Unlike Mesopotamia, Egypt was fairly well supplied with its own metals; however, wood still had to be bought from Lebanon and Syria; due to this trade connection with Levant, Egypt became integrated into the trading network that stretched from Afghanistan to Anatolia. Transit goods passed Levant to reach Egypt which, in turn, paid for them in gold, papyrus, glass, jewelry, and perfumes (Smith 2008: 41–47; Saggs 1989: 137–138). Egypt also traded with the ‘Punt land’ (the territory of modern Somaliland), sending expeditions which brought frankincense and myrrh, wood, ivory, gold etc. (Liverani 2001: 166–169; Aubet 2013: 213–238; Saggs 1989: 133–135). We fully agree with Michael Pearson, who states that

[t]he rise of early civilizations in the Tigris-Euphrates area, and in northwest India, that is those of Mesopotamia and the Indus valley, had profound effects for trade, including that by sea. We can now begin to write about relatively routine and organized trade using the Indian Ocean as a highway. Indeed, it is clear that the main economic connections between these two civilizations was by sea (Pearson 2003: 49; see also Wright 2010: 221).
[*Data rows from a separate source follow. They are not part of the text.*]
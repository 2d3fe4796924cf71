use clap::{Parser, Subcommand};
use color_eyre::{eyre::eyre, Result};
use std::path::{Path, PathBuf};
use tracing_appender::non_blocking::WorkerGuard;
use tracing_subscriber::EnvFilter;

use xrate::app::App;
use xrate::commands;
use xrate::config::Config;

#[derive(Parser, Debug)]
#[command(name = "xrate")]
#[command(about = "Exchange rates from the terminal, throttled and cached")]
#[command(version)]
struct Args {
  /// Path to config file (default: $XDG_CONFIG_HOME/xrate/config.yaml)
  #[arg(short, long)]
  config: Option<PathBuf>,

  /// Write logs to this file instead of stderr
  #[arg(long)]
  log_file: Option<PathBuf>,

  #[command(subcommand)]
  command: Command,
}

#[derive(Subcommand, Debug)]
enum Command {
  /// Latest rates, served from cache inside the throttle window
  Latest {
    /// Print the raw snapshot as JSON
    #[arg(long)]
    json: bool,

    /// Show every currency instead of the default set
    #[arg(long)]
    all: bool,
  },
  /// Fetch fresh rates, ignoring the throttle window
  Refresh,
  /// Convert an amount between currencies
  Convert {
    amount: f64,
    from: String,
    /// Target currencies (default: USD JPY CNY HKD TWD)
    to: Vec<String>,
  },
  /// Inspect or maintain the response cache
  Cache {
    #[command(subcommand)]
    action: CacheAction,
  },
}

#[derive(Subcommand, Debug)]
enum CacheAction {
  /// Remove expired entries and shrink the cache to its size limit
  Sweep,
  /// Delete every cached response
  Clear,
  /// Print the cache directory
  Path,
}

/// Logs go to stderr unless a file is configured. The returned guard must
/// outlive every log call.
fn init_tracing(log_file: Option<&Path>) -> Result<Option<WorkerGuard>> {
  let filter = EnvFilter::try_from_env("XRATE_LOG").unwrap_or_else(|_| EnvFilter::new("warn"));

  match log_file {
    Some(path) => {
      let dir = path.parent().filter(|p| !p.as_os_str().is_empty()).unwrap_or(Path::new("."));
      let name = path
        .file_name()
        .ok_or_else(|| eyre!("Invalid log file path: {}", path.display()))?;
      std::fs::create_dir_all(dir)?;

      let appender = tracing_appender::rolling::never(dir, name);
      let (writer, guard) = tracing_appender::non_blocking(appender);
      tracing_subscriber::fmt()
        .with_env_filter(filter)
        .with_writer(writer)
        .with_ansi(false)
        .init();
      Ok(Some(guard))
    }
    None => {
      tracing_subscriber::fmt()
        .with_env_filter(filter)
        .with_writer(std::io::stderr)
        .init();
      Ok(None)
    }
  }
}

#[tokio::main]
async fn main() -> Result<()> {
  color_eyre::install()?;

  let args = Args::parse();
  let config = Config::load(args.config.as_deref())?;

  let log_file = args.log_file.or_else(|| config.logging.file.clone());
  let _guard = init_tracing(log_file.as_deref())?;

  let app = App::new(config)?;

  match args.command {
    Command::Latest { json, all } => commands::latest(&app, json, all).await,
    Command::Refresh => commands::refresh(&app).await,
    Command::Convert { amount, from, to } => commands::convert_amount(&app, amount, &from, &to).await,
    Command::Cache { action } => match action {
      CacheAction::Sweep => commands::cache_sweep(&app).await,
      CacheAction::Clear => commands::cache_clear(&app).await,
      CacheAction::Path => {
        commands::cache_path(&app);
        Ok(())
      }
    },
  }
}
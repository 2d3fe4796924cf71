use std::collections::BTreeMap;
use std::fmt;
use std::str::FromStr;

use chrono::{DateTime, Utc};
use serde::{Deserialize, Deserializer, Serialize, Serializer};
use thiserror::Error;

/// ISO 4217 style currency code: three upper-case ASCII letters.
#[derive(Debug, Clone, Copy, PartialEq, Eq, PartialOrd, Ord, Hash)]
pub struct CurrencyCode([u8; 3]);

#[derive(Error, Debug, Clone, PartialEq, Eq)]
#[error("invalid currency code: {0:?}")]
pub struct InvalidCurrencyCode(pub String);

impl CurrencyCode {
  pub const USD: Self = Self(*b"USD");
  pub const JPY: Self = Self(*b"JPY");
  pub const CNY: Self = Self(*b"CNY");
  pub const HKD: Self = Self(*b"HKD");
  pub const TWD: Self = Self(*b"TWD");
  pub const EUR: Self = Self(*b"EUR");

  pub fn as_str(&self) -> &str {
    // Only ASCII letters are ever stored
    std::str::from_utf8(&self.0).unwrap_or("???")
  }
}

impl FromStr for CurrencyCode {
  type Err = InvalidCurrencyCode;

  /// Accepts lower case input and normalizes it.
  fn from_str(s: &str) -> Result<Self, Self::Err> {
    let bytes = s.as_bytes();
    if bytes.len() != 3 || !bytes.iter().all(u8::is_ascii_alphabetic) {
      return Err(InvalidCurrencyCode(s.to_string()));
    }
    Ok(Self([
      bytes[0].to_ascii_uppercase(),
      bytes[1].to_ascii_uppercase(),
      bytes[2].to_ascii_uppercase(),
    ]))
  }
}

impl fmt::Display for CurrencyCode {
  fn fmt(&self, f: &mut fmt::Formatter<'_>) -> fmt::Result {
    f.write_str(self.as_str())
  }
}

impl Serialize for CurrencyCode {
  fn serialize<S: Serializer>(&self, serializer: S) -> Result<S::Ok, S::Error> {
    serializer.serialize_str(self.as_str())
  }
}

impl<'de> Deserialize<'de> for CurrencyCode {
  fn deserialize<D: Deserializer<'de>>(deserializer: D) -> Result<Self, D::Error> {
    let raw = String::deserialize(deserializer)?;
    raw.parse().map_err(serde::de::Error::custom)
  }
}

/// One `latest.json` response: rates of every currency against `base`.
#[derive(Debug, Clone, PartialEq, Serialize, Deserialize)]
pub struct ExchangeSnapshot {
  #[serde(default)]
  pub disclaimer: String,
  #[serde(default)]
  pub license: String,
  /// Seconds since the Unix epoch when the rates were published.
  pub timestamp: i64,
  pub base: CurrencyCode,
  pub rates: BTreeMap<CurrencyCode, f64>,
}

impl ExchangeSnapshot {
  pub fn published_at(&self) -> Option<DateTime<Utc>> {
    DateTime::from_timestamp(self.timestamp, 0)
  }

  pub fn rate(&self, code: CurrencyCode) -> Option<f64> {
    self.rates.get(&code).copied()
  }
}

#[cfg(test)]
mod tests {
  use super::*;

  #[test]
  fn test_currency_code_parsing() {
    assert_eq!("usd".parse::<CurrencyCode>().unwrap(), CurrencyCode::USD);
    assert_eq!(CurrencyCode::JPY.to_string(), "JPY");
    assert!("US".parse::<CurrencyCode>().is_err());
    assert!("US1".parse::<CurrencyCode>().is_err());
    assert!("USDX".parse::<CurrencyCode>().is_err());
  }

  #[test]
  fn test_snapshot_decodes_api_payload() {
    let json = r#"{
      "disclaimer": "Usage subject to terms",
      "license": "https://openexchangerates.org/license",
      "timestamp": 1700000000,
      "base": "USD",
      "rates": { "JPY": 149.5, "EUR": 0.92, "USD": 1 }
    }"#;
    let snapshot: ExchangeSnapshot = serde_json::from_str(json).unwrap();
    assert_eq!(snapshot.base, CurrencyCode::USD);
    assert_eq!(snapshot.rate(CurrencyCode::JPY), Some(149.5));
    assert_eq!(snapshot.rate(CurrencyCode::USD), Some(1.0));
    assert!(snapshot.published_at().is_some());
  }

  #[test]
  fn test_invalid_rate_key_fails_decoding() {
    let json = r#"{"timestamp": 1, "base": "USD", "rates": { "J1Y": 1.0 }}"#;
    assert!(serde_json::from_str::<ExchangeSnapshot>(json).is_err());
  }
}
//! Disk tier: one file per key under a namespaced root directory.
//!
//! All functions here are blocking and meant to run on the blocking pool.

use std::fs;
use std::io::{self, Write};
use std::path::{Path, PathBuf};
use std::sync::atomic::{AtomicU64, Ordering};
use std::time::{Duration, SystemTime};

use tracing::{debug, warn};

static TEMP_COUNTER: AtomicU64 = AtomicU64::new(0);

/// Outcome of one sweep over the disk tier.
#[derive(Debug, Clone, Default, PartialEq, Eq)]
pub struct SweepReport {
  /// Files removed for exceeding the maximum age.
  pub expired: usize,
  /// Files removed to get back under the size budget.
  pub evicted: usize,
  /// Allocated bytes still on disk afterwards.
  pub remaining_bytes: u64,
  /// Keys whose files were deleted.
  pub removed: Vec<String>,
}

/// Keys become file names, so they must not escape the root.
fn validate_key(key: &str) -> io::Result<()> {
  if key.is_empty() || key.starts_with('.') || key.contains(|c: char| c == '/' || c == '\\') {
    return Err(io::Error::new(
      io::ErrorKind::InvalidInput,
      format!("cache key is not a safe file name: {:?}", key),
    ));
  }
  Ok(())
}

fn is_temp_name(name: &str) -> bool {
  name.starts_with('.')
}

/// Write `bytes` for `key` via a hidden temp file and a rename, so readers
/// never observe a partial file.
pub fn write(root: &Path, key: &str, bytes: &[u8]) -> io::Result<()> {
  validate_key(key)?;
  fs::create_dir_all(root)?;

  let temp_path = root.join(format!(
    ".{}.{}.{}.tmp",
    key,
    std::process::id(),
    TEMP_COUNTER.fetch_add(1, Ordering::Relaxed)
  ));

  let result = write_and_rename(&temp_path, &root.join(key), bytes);
  if result.is_err() {
    let _ = fs::remove_file(&temp_path);
  }
  result
}

fn write_and_rename(temp_path: &Path, path: &Path, bytes: &[u8]) -> io::Result<()> {
  let mut file = fs::File::create(temp_path)?;
  file.write_all(bytes)?;
  file.sync_all()?;
  fs::rename(temp_path, path)
}

/// Read the bytes stored for `key` and their modification time.
///
/// A missing file is `Ok(None)`, not an error.
pub fn read(root: &Path, key: &str) -> io::Result<Option<(Vec<u8>, SystemTime)>> {
  validate_key(key)?;
  let path = root.join(key);
  let bytes = match fs::read(&path) {
    Ok(bytes) => bytes,
    Err(e) if e.kind() == io::ErrorKind::NotFound => return Ok(None),
    Err(e) => return Err(e),
  };
  let modified = fs::metadata(&path)?.modified()?;
  Ok(Some((bytes, modified)))
}

pub fn remove(root: &Path, key: &str) -> io::Result<()> {
  validate_key(key)?;
  match fs::remove_file(root.join(key)) {
    Err(e) if e.kind() != io::ErrorKind::NotFound => Err(e),
    _ => Ok(()),
  }
}

/// Delete the whole directory tree.
pub fn clear(root: &Path) -> io::Result<()> {
  match fs::remove_dir_all(root) {
    Err(e) if e.kind() != io::ErrorKind::NotFound => Err(e),
    _ => Ok(()),
  }
}

/// Bytes the file occupies on disk, falling back to its length where the
/// platform does not report blocks.
pub fn allocated_size(metadata: &fs::Metadata) -> u64 {
  #[cfg(unix)]
  {
    use std::os::unix::fs::MetadataExt;
    let allocated = metadata.blocks() * 512;
    if allocated > 0 {
      return allocated;
    }
  }
  metadata.len()
}

struct Candidate {
  path: PathBuf,
  name: String,
  modified: SystemTime,
  size: u64,
}

/// Age and size maintenance pass.
///
/// Files older than `max_age` are deleted first. If what remains is larger
/// than `max_size`, files are deleted oldest first until the total is at most
/// `max_size * shrink_ratio`. A `max_size` of zero disables the size check.
pub fn sweep(
  root: &Path,
  now: SystemTime,
  max_age: Duration,
  max_size: u64,
  shrink_ratio: f64,
) -> io::Result<SweepReport> {
  let mut report = SweepReport::default();

  let entries = match fs::read_dir(root) {
    Ok(entries) => entries,
    Err(e) if e.kind() == io::ErrorKind::NotFound => return Ok(report),
    Err(e) => return Err(e),
  };

  let mut kept = Vec::new();
  for entry in entries {
    let entry = entry?;
    let metadata = match entry.metadata() {
      Ok(metadata) if metadata.is_file() => metadata,
      Ok(_) => continue,
      Err(e) => {
        warn!(path = %entry.path().display(), error = %e, "skipping unreadable cache entry");
        continue;
      }
    };
    let modified = metadata.modified().unwrap_or(SystemTime::UNIX_EPOCH);
    kept.push(Candidate {
      path: entry.path(),
      name: entry.file_name().to_string_lossy().into_owned(),
      modified,
      size: allocated_size(&metadata),
    });
  }

  let mut remaining = Vec::with_capacity(kept.len());
  for candidate in kept {
    // Modification times in the future count as fresh
    let age = now.duration_since(candidate.modified).unwrap_or_default();
    if age > max_age {
      if delete(&candidate)? {
        report.expired += 1;
        note_removed(&mut report, candidate.name);
      }
    } else {
      remaining.push(candidate);
    }
  }

  let mut total: u64 = remaining.iter().map(|c| c.size).sum();
  if max_size > 0 && total > max_size {
    let target = (max_size as f64 * shrink_ratio.clamp(0.0, 1.0)) as u64;
    remaining.sort_by_key(|c| c.modified);
    let mut oldest_first = remaining.into_iter();
    while total > target {
      let Some(candidate) = oldest_first.next() else {
        break;
      };
      if delete(&candidate)? {
        total = total.saturating_sub(candidate.size);
        report.evicted += 1;
        note_removed(&mut report, candidate.name);
      }
    }
  }

  report.remaining_bytes = total;
  debug!(
    expired = report.expired,
    evicted = report.evicted,
    remaining_bytes = report.remaining_bytes,
    "disk sweep finished"
  );
  Ok(report)
}

/// Returns false if the file was already gone.
fn delete(candidate: &Candidate) -> io::Result<bool> {
  match fs::remove_file(&candidate.path) {
    Ok(()) => Ok(true),
    Err(e) if e.kind() == io::ErrorKind::NotFound => Ok(false),
    Err(e) => Err(e),
  }
}

fn note_removed(report: &mut SweepReport, name: String) {
  if !is_temp_name(&name) {
    report.removed.push(name);
  }
}

#[cfg(test)]
mod tests {
  use super::*;
  use tempfile::TempDir;

  fn set_mtime(root: &Path, key: &str, time: SystemTime) {
    fs::File::options()
      .write(true)
      .open(root.join(key))
      .unwrap()
      .set_modified(time)
      .unwrap();
  }

  #[test]
  fn test_write_then_read() {
    let dir = TempDir::new().unwrap();
    write(dir.path(), "abc", b"payload").unwrap();
    let (bytes, _) = read(dir.path(), "abc").unwrap().unwrap();
    assert_eq!(bytes, b"payload");
  }

  #[test]
  fn test_missing_key_is_not_an_error() {
    let dir = TempDir::new().unwrap();
    assert!(read(dir.path(), "nope").unwrap().is_none());
    assert!(read(&dir.path().join("missing-root"), "nope").unwrap().is_none());
    remove(dir.path(), "nope").unwrap();
  }

  #[test]
  fn test_write_leaves_no_temp_files() {
    let dir = TempDir::new().unwrap();
    write(dir.path(), "abc", b"one").unwrap();
    write(dir.path(), "abc", b"two").unwrap();
    let names: Vec<_> = fs::read_dir(dir.path())
      .unwrap()
      .map(|e| e.unwrap().file_name().to_string_lossy().into_owned())
      .collect();
    assert_eq!(names, vec![String::from("abc")]);
    assert_eq!(read(dir.path(), "abc").unwrap().unwrap().0, b"two");
  }

  #[test]
  fn test_unsafe_keys_are_rejected() {
    let dir = TempDir::new().unwrap();
    for key in ["", "../escape", ".hidden", "a/b"] {
      let err = write(dir.path(), key, b"x").unwrap_err();
      assert_eq!(err.kind(), io::ErrorKind::InvalidInput);
    }
  }

  #[test]
  fn test_sweep_removes_expired() {
    let dir = TempDir::new().unwrap();
    write(dir.path(), "old", b"1").unwrap();
    write(dir.path(), "new", b"2").unwrap();
    let now = SystemTime::now();
    set_mtime(dir.path(), "old", now - Duration::from_secs(3600));

    let report = sweep(dir.path(), now, Duration::from_secs(60), 0, 0.5).unwrap();
    assert_eq!(report.expired, 1);
    assert_eq!(report.evicted, 0);
    assert_eq!(report.removed, vec![String::from("old")]);
    assert!(read(dir.path(), "old").unwrap().is_none());
    assert!(read(dir.path(), "new").unwrap().is_some());
  }

  #[test]
  fn test_sweep_evicts_oldest_down_to_ratio() {
    let dir = TempDir::new().unwrap();
    let now = SystemTime::now();
    let keys = ["k0", "k1", "k2", "k3"];
    for (i, key) in keys.iter().enumerate() {
      write(dir.path(), key, &vec![b'x'; 8192]).unwrap();
      set_mtime(dir.path(), key, now - Duration::from_secs(100 - i as u64));
    }
    let sizes: Vec<u64> = keys
      .iter()
      .map(|k| allocated_size(&fs::metadata(dir.path().join(k)).unwrap()))
      .collect();
    let total: u64 = sizes.iter().sum();
    let max_size = total - 1;

    let report = sweep(dir.path(), now, Duration::from_secs(3600), max_size, 0.5).unwrap();
    assert_eq!(report.expired, 0);
    assert!(report.evicted >= 1);
    assert!(report.remaining_bytes <= max_size / 2);
    assert!(read(dir.path(), "k0").unwrap().is_none());
    assert!(read(dir.path(), "k3").unwrap().is_some());
  }

  #[test]
  fn test_sweep_of_missing_root_is_empty() {
    let dir = TempDir::new().unwrap();
    let report = sweep(
      &dir.path().join("absent"),
      SystemTime::now(),
      Duration::from_secs(1),
      1,
      0.5,
    )
    .unwrap();
    assert_eq!(report, SweepReport::default());
  }
}
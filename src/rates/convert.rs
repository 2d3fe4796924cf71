use std::collections::BTreeMap;

use super::types::{CurrencyCode, ExchangeSnapshot};

/// Convert `amount` of `from` into every currency in `targets`.
///
/// Rates are relative to the snapshot's base, so the amount is first turned
/// into base units. Targets without a known rate are left out; an unknown
/// `from` yields an empty map.
pub fn convert(
  snapshot: &ExchangeSnapshot,
  from: CurrencyCode,
  amount: f64,
  targets: &[CurrencyCode],
) -> BTreeMap<CurrencyCode, f64> {
  let Some(from_rate) = snapshot.rate(from).filter(|rate| *rate != 0.0) else {
    return BTreeMap::new();
  };
  let base_amount = amount / from_rate;

  targets
    .iter()
    .filter_map(|code| snapshot.rate(*code).map(|rate| (*code, base_amount * rate)))
    .collect()
}
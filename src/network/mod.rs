//! HTTP request pipeline: endpoint descriptors, interceptor chains, and the
//! executor that runs them against a [`Transport`].

mod cache_interceptor;
mod endpoint;
mod interceptor;
mod service;
mod transport;

pub use cache_interceptor::CacheInterceptor;
pub use endpoint::{BodyEncoding, DecodeError, Endpoint, JsonDecoder, ResponseDecoder};
pub use interceptor::{LoggingInterceptor, Outcome, RequestInterceptor, ResponseInterceptor, WireInterceptor};
pub use service::{NetworkConfig, NetworkService};
pub use transport::{
  HttpMethod, RawResponse, ReqwestTransport, Transport, TransportError, TransportFuture, WireRequest,
};
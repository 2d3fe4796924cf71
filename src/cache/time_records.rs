//! Persisted "last requested at" times per request key.

use std::collections::HashMap;
use std::sync::Arc;

use tokio::sync::{Mutex, MutexGuard};
use tracing::warn;

use crate::db::KeyValueStore;
use crate::error::SettingsError;

/// Settings key the whole map is stored under.
pub const REQUEST_TIME_KEY: &str = "requestTimeMap";

type TimeMap = HashMap<String, f64>;

/// Key to seconds-since-epoch map, persisted as one JSON blob.
///
/// The map is loaded lazily and written back on every change. Store access
/// runs on the blocking pool. Persistence failures are logged; the in-memory
/// copy stays authoritative for the lifetime of the process.
pub struct RequestTimes {
  store: Arc<dyn KeyValueStore>,
  times: Mutex<Option<TimeMap>>,
}

fn load(store: &dyn KeyValueStore) -> Result<TimeMap, SettingsError> {
  match store.get(REQUEST_TIME_KEY)? {
    Some(bytes) => Ok(serde_json::from_slice(&bytes)?),
    None => Ok(HashMap::new()),
  }
}

impl RequestTimes {
  pub fn new(store: Arc<dyn KeyValueStore>) -> Self {
    Self {
      store,
      times: Mutex::new(None),
    }
  }

  async fn loaded(&self) -> MutexGuard<'_, Option<TimeMap>> {
    let mut guard = self.times.lock().await;
    if guard.is_none() {
      let store = Arc::clone(&self.store);
      let times = match tokio::task::spawn_blocking(move || load(store.as_ref())).await {
        Ok(Ok(times)) => times,
        Ok(Err(e)) => {
          warn!(error = %e, "could not load request times, starting empty");
          HashMap::new()
        }
        Err(e) => {
          warn!(error = %e, "request time load failed, starting empty");
          HashMap::new()
        }
      };
      *guard = Some(times);
    }
    guard
  }

  /// Seconds since the epoch of the last request for `key`.
  pub async fn last_requested(&self, key: &str) -> Option<f64> {
    let guard = self.loaded().await;
    guard.as_ref().and_then(|times| times.get(key).copied())
  }

  pub async fn record(&self, key: &str, epoch_secs: f64) {
    let mut guard = self.loaded().await;
    let times = guard.get_or_insert_with(HashMap::new);
    times.insert(key.to_string(), epoch_secs);
    self.persist(times).await;
  }

  /// Drop the records of `keys`, persisting once if anything changed.
  pub async fn forget(&self, keys: &[String]) {
    let mut guard = self.loaded().await;
    let times = guard.get_or_insert_with(HashMap::new);
    let before = times.len();
    for key in keys {
      times.remove(key);
    }
    if times.len() != before {
      self.persist(times).await;
    }
  }

  /// Called with the map lock held so writes land in order.
  async fn persist(&self, times: &TimeMap) {
    let bytes = match serde_json::to_vec(times) {
      Ok(bytes) => bytes,
      Err(e) => {
        warn!(error = %e, "could not encode request times");
        return;
      }
    };
    let store = Arc::clone(&self.store);
    match tokio::task::spawn_blocking(move || store.set(REQUEST_TIME_KEY, &bytes)).await {
      Ok(Ok(())) => {}
      Ok(Err(e)) => warn!(error = %e, "could not persist request times"),
      Err(e) => warn!(error = %e, "request time persist failed"),
    }
  }
}
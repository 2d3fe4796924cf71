//! Cancellable asynchronous tasks.
//!
//! A [`TaskHandle`] owns the receiving end of a spawned computation plus a
//! [`CancelToken`]. Cancelling the token makes the handle resolve to
//! `ResponseError::Cancelled`, whatever the computation was doing.
//!
//! # Example
//!
//! ```ignore
//! let handle = service.execute(endpoint);
//! // ... later, the user navigated away
//! handle.cancel();
//! assert!(handle.await.unwrap_err().is_cancelled());
//! ```

use std::future::Future;
use std::pin::Pin;
use std::sync::atomic::{AtomicBool, Ordering};
use std::sync::Arc;
use std::task::{Context, Poll};

use tokio::sync::{oneshot, Notify};

use crate::error::{NetworkError, Result};

#[derive(Debug, Default)]
struct CancelState {
  cancelled: AtomicBool,
  notify: Notify,
}

/// Cooperative cancellation flag shared between a handle and its work.
#[derive(Debug, Clone, Default)]
pub struct CancelToken {
  state: Arc<CancelState>,
}

impl CancelToken {
  pub fn new() -> Self {
    Self::default()
  }

  pub fn cancel(&self) {
    if !self.state.cancelled.swap(true, Ordering::SeqCst) {
      self.state.notify.notify_waiters();
    }
  }

  pub fn is_cancelled(&self) -> bool {
    self.state.cancelled.load(Ordering::SeqCst)
  }

  /// Fail fast with `Cancelled` if cancellation was requested.
  pub fn check(&self) -> Result<()> {
    if self.is_cancelled() {
      Err(NetworkError::cancelled())
    } else {
      Ok(())
    }
  }

  /// Resolves once [`cancel`](Self::cancel) has been called.
  pub async fn cancelled(&self) {
    loop {
      let notified = self.state.notify.notified();
      if self.is_cancelled() {
        return;
      }
      notified.await;
    }
  }
}

/// Handle to an in-flight or completed computation producing `T`.
///
/// Dropping the handle detaches it; the work keeps running. Use
/// [`cancel`](Self::cancel) to stop it.
#[derive(Debug)]
pub struct TaskHandle<T> {
  token: CancelToken,
  receiver: oneshot::Receiver<Result<T>>,
}

impl<T: Send + 'static> TaskHandle<T> {
  /// Spawn `work` on the runtime, handing it the token it must observe.
  pub fn spawn<F, Fut>(work: F) -> Self
  where
    F: FnOnce(CancelToken) -> Fut,
    Fut: Future<Output = Result<T>> + Send + 'static,
  {
    let token = CancelToken::new();
    let (tx, rx) = oneshot::channel();
    let future = work(token.clone());
    let watch = token.clone();

    tokio::spawn(async move {
      let result = tokio::select! {
        biased;
        _ = watch.cancelled() => Err(NetworkError::cancelled()),
        result = future => result,
      };
      // A late cancel still wins over a value nobody asked to keep
      let result = match result {
        Ok(_) if watch.is_cancelled() => Err(NetworkError::cancelled()),
        other => other,
      };
      // Ignore send errors - the handle may have been dropped
      let _ = tx.send(result);
    });

    Self {
      token,
      receiver: rx,
    }
  }

  /// A handle that is already resolved.
  pub fn ready(result: Result<T>) -> Self {
    let (tx, rx) = oneshot::channel();
    let _ = tx.send(result);
    Self {
      token: CancelToken::new(),
      receiver: rx,
    }
  }
}

impl<T> TaskHandle<T> {
  pub fn cancel(&self) {
    self.token.cancel();
  }

  pub fn is_cancelled(&self) -> bool {
    self.token.is_cancelled()
  }

  /// Wait for the result.
  pub async fn value(self) -> Result<T> {
    self.await
  }
}

impl<T> Future for TaskHandle<T> {
  type Output = Result<T>;

  fn poll(mut self: Pin<&mut Self>, cx: &mut Context<'_>) -> Poll<Self::Output> {
    match Pin::new(&mut self.receiver).poll(cx) {
      Poll::Ready(Ok(result)) => Poll::Ready(result),
      // Sender dropped without sending - the task was aborted
      Poll::Ready(Err(_)) => Poll::Ready(Err(NetworkError::cancelled())),
      Poll::Pending => Poll::Pending,
    }
  }
}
A rather sustainable network of trade ways emerged, which retained its significance in the age of empires as well. Moreover, during the age of empires this network expanded to carry not only prestigious goods, but also some bulk goods as well.

CONCLUSION

Andre Gunder Frank directly attributed the emergence of the World System to the Urban Revolution, when the formation of several clusters of cities dramatically increased the breadth and depth of connections between the corresponding regions. Indeed, when numerous city centers expanded simultaneously, their contact zones invariably overlapped, while the chains of economic and cultural connections and interrelations extended to cover increasingly wider territories. However, we suppose that the Urban Revolution caused not exactly the emergence of the World System (which occurred several thousand years before that), but its transition to a principally new level of complexity. Thus, it is more correct to say that during the Urban Revolution the World System experienced on of the most important phase transitions in its history (Grinin and Korotayev 2009).

NOTES

This study has been supported by the Russian Science Foundation (Project No. 15-18-30063).

1 Triticum dicoccum Schübl., Triticum monococcum L., Hordeum vulgare L., Pisum sativum L., Lens culinaris Medik., Cicer arietinum L., Vicia ervilia (L.) Willd., Linum usitatissimum L.

2 Domestication of African rice is localized in Sahel, Upper Niger (Li, Zheng, and Ge 2011).

3 About 4,000 BP a number of other Chinese species reach the north-western regions of India and Pakistan, such as peach, apricot, millet, etc. (Fuller 2011).